Pensavamo di averle viste tutte quando la giustizia sportiva ammise Termo e Venezia in Serie A per effetto di quel guazzabuglio normativo che andava sotto il nome di Wild Card. “Fare peggio è impossibile” pensavano i più. Beh i più si sono dovuti ricredere quando, sbalorditi ed attoniti, hanno dovuto assistere all’esclusione di una squadra dopo appena 3 giornate di campionato. Esclusione, quella di Napoli, sancita dalla giustizia sportiva solo dopo diversi mesi di campionato, col rischio addirittura di vedere la società partenopea riammessa.
“Magari!” c’era chi pensava, perchè la riammissione di Napoli avrebbe potuto e dovuto provocare la caduta di qualche testa sulla tolda di comando. Ma così non è stato. Il campionato di LegaDue, per il secondo anno cosecutivo a squadre dispari, è rimasto orfano dell’unica retrocessione prevista dal regolamento e, in mancanza di un meccanismo realmente in grado di filtrare le società, in sede di iscrizione, in funzione del reale stato di salute finanziario, i tifosi si trovano ora di fronte ad un campionato in cui le società caracollanti sono pronte a svendere e monetizzare, offrendo sul parquet tutto fuorchè uno spettacolo agonistico.

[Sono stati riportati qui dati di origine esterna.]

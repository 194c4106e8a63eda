use std::num::NonZeroU64;

use bytemuck::Pod;

use crate::frame::{FrameSlot, SlotCapacity, UploadBuffer};

use super::{MaterialConstants, ObjectConstants, PassConstants, Vertex};
use super::pipelines::SceneLayouts;

/// GPU copy of one frame slot: uniform buffers, the wave vertex buffer and their bind groups.
pub(crate) struct SlotGpuBuffers {
    pass_ubo: wgpu::Buffer,
    object_ubo: wgpu::Buffer,
    material_ubo: wgpu::Buffer,
    wave_vbo: Option<wgpu::Buffer>,

    pub pass_bind_group: wgpu::BindGroup,
    pub object_bind_group: wgpu::BindGroup,
    pub material_bind_group: wgpu::BindGroup,
}

impl SlotGpuBuffers {
    pub fn new(
        device: &wgpu::Device,
        layouts: &SceneLayouts,
        slot: &FrameSlot,
        index: usize,
    ) -> Self {
        let SlotCapacity {
            dynamic_vertices, ..
        } = slot.capacity();

        let pass_ubo = uniform_buffer(device, &slot.pass_constants, "pass", index);
        let object_ubo = uniform_buffer(device, &slot.object_constants, "object", index);
        let material_ubo = uniform_buffer(device, &slot.material_constants, "material", index);

        let wave_vbo = (dynamic_vertices > 0).then(|| {
            device.create_buffer(&wgpu::BufferDescriptor {
                label: Some(&format!("tidewater slot {index} wave vbo")),
                size: slot.wave_vertices.byte_len() as u64,
                usage: wgpu::BufferUsages::VERTEX | wgpu::BufferUsages::COPY_DST,
                mapped_at_creation: false,
            })
        });

        let pass_bind_group = device.create_bind_group(&wgpu::BindGroupDescriptor {
            label: Some(&format!("tidewater slot {index} pass bg")),
            layout: &layouts.pass,
            entries: &[wgpu::BindGroupEntry {
                binding: 0,
                resource: pass_ubo.as_entire_binding(),
            }],
        });

        let object_bind_group = record_bind_group::<ObjectConstants>(
            device,
            &layouts.object,
            &object_ubo,
            &format!("tidewater slot {index} object bg"),
        );
        let material_bind_group = record_bind_group::<MaterialConstants>(
            device,
            &layouts.material,
            &material_ubo,
            &format!("tidewater slot {index} material bg"),
        );

        Self {
            pass_ubo,
            object_ubo,
            material_ubo,
            wave_vbo,
            pass_bind_group,
            object_bind_group,
            material_bind_group,
        }
    }

    /// Copies every range written since the previous upload into the GPU buffers.
    ///
    /// Returns the number of bytes queued.
    pub fn upload(&self, queue: &wgpu::Queue, slot: &mut FrameSlot) -> u64 {
        let mut bytes = 0;
        bytes += write_dirty::<PassConstants>(queue, &self.pass_ubo, &mut slot.pass_constants);
        bytes += write_dirty::<ObjectConstants>(queue, &self.object_ubo, &mut slot.object_constants);
        bytes +=
            write_dirty::<MaterialConstants>(queue, &self.material_ubo, &mut slot.material_constants);
        if let Some(vbo) = &self.wave_vbo {
            bytes += write_dirty::<Vertex>(queue, vbo, &mut slot.wave_vertices);
        }
        bytes
    }

    pub fn wave_vbo(&self) -> Option<&wgpu::Buffer> {
        self.wave_vbo.as_ref()
    }
}

fn uniform_buffer<T: Pod>(
    device: &wgpu::Device,
    data: &UploadBuffer<T>,
    what: &str,
    index: usize,
) -> wgpu::Buffer {
    // Empty tables still need a bindable buffer of at least one record.
    let size = data.byte_len().max(data.stride()).max(size_of::<T>()) as u64;
    device.create_buffer(&wgpu::BufferDescriptor {
        label: Some(&format!("tidewater slot {index} {what} ubo")),
        size,
        usage: wgpu::BufferUsages::UNIFORM | wgpu::BufferUsages::COPY_DST,
        mapped_at_creation: false,
    })
}

/// Binds a single record window; the draw picks the record through a dynamic offset.
fn record_bind_group<T: Pod>(
    device: &wgpu::Device,
    layout: &wgpu::BindGroupLayout,
    buffer: &wgpu::Buffer,
    label: &str,
) -> wgpu::BindGroup {
    device.create_bind_group(&wgpu::BindGroupDescriptor {
        label: Some(label),
        layout,
        entries: &[wgpu::BindGroupEntry {
            binding: 0,
            resource: wgpu::BindingResource::Buffer(wgpu::BufferBinding {
                buffer,
                offset: 0,
                size: NonZeroU64::new(size_of::<T>() as u64),
            }),
        }],
    })
}

fn write_dirty<T: Pod>(queue: &wgpu::Queue, buffer: &wgpu::Buffer, data: &mut UploadBuffer<T>) -> u64 {
    let Some(range) = data.take_dirty() else { return 0 };

    // write_buffer needs 4-byte aligned offsets and sizes.
    let start = range.start & !3;
    let end = ((range.end + 3) & !3).min(data.byte_len());
    if start >= end {
        return 0;
    }

    queue.write_buffer(buffer, start as u64, &data.as_bytes()[start..end]);
    (end - start) as u64
}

Ricordate la Napoli di Serie A che giocava coi giovani? Ecco, di tempo ne è passato, ed il meccanismo si è affinato a tal punto che, se all’epoca Napoli venne esclusa, oggi le società hanno di fatto dalla lega stessa l’ok a procedere. “Lo spettacolo lo fanno le singole partite” disse il presidente di LegaDue Marco Bonamico alla televisione, beh, ora, con ogni probabilità, anche quello è destinato a finire.
Prendiamo l’esempio di Imola, che tanto ha investito in estate per attrezzare un angusto palazzetto dello sport, andando oltre al miracoloso, per offrire nuovamente lo spettacolo della pallacanestro alla propria città, dopo il lunghissimo esilio faentino. Tra gli investimenti estivi ed il lodo Whiting, la società romagnola si trova a dover fare i conti con una situazione finanziaria non troppo rosea, per così dire. Quale occasione migliore di questa? Il comunitario scappa? Non c’è problema! L’americano di punta non rinnova il contratto in scadenza al 31 dicembre? Non c’è problema! Si va avanti così, con l’addizione di qualche giovane, senza rimpiazzare comunitario ed americano. Altro esempio che casca a fagiolo è Trieste. La società giuliana ha da poco lanciato l’ormai consueto s.o.s finanziario, ringraziando il main sposnsor per aver rimpinguato le casse societarie, salvando il club dalla morte istantanea. Trieste salva quindi, per ora. Servono altri soldi. Ma, ancora una volta, non c’è problema! Di giocatori interessanti ce ne sono tanti nel roster giuliano. Da Brown a Filloy, passando per Thomas e Ruzzier, allora sotto col migliore offerente! Tanto non si retrocede!
Ma potrebbe andare peggio? Sì certo! Ad oggi infatti accedono ai playoff le prime 8 classificate. Unico stimolo quindi rimasto a questo straccio di campionato, era proprio l’accesso ai playoffs, per coloro che si sarebbero accontentati anche solo del primo turno. L’idea geniale quindi, era quella di allargare i playoffs, in modo tale da coinvolgere più squadre. Ora la discussione in LegaDue si è spostata sul numero di squadre cui concedere il supplemento di postseason. Logica imporrebbe 12, limitando solo a tre formazioni, dalla tredicesima alla quindicesima, la zona tranquillità.
E’ però di questi giorni, come riportato dal sito www.sportando.net, la notizia che vede la LegaDue pronta a varare la nuova formula coi playoffs a 14 squadre. La domanda è: perchè 14? Allora tanto varrebbe eliminarli proprio i playoffs e concedere l’unica promozione alla prima classificata, no? Imola, Trieste e tante altre squadre saranno dissuase forse dallo svendere i propri gioielli di fronte alla nuova formula dei playoffs a 14 squadre? Crediamo proprio di no. Ma la madre di tutte le domande è: quando le menti pensanti prendono le decisioni, mettono i tifosi al centro delle stesse, o guardano il basket da una prospettiva completamente diversa e a tutti misteriosa? L’impressione infatti è che tutto volga verso la penalizzazione dei tifosi che sono, di fatto, i primi “clienti” fruitori di un prodotto che proprio ha l’aria di non voler essere venduto.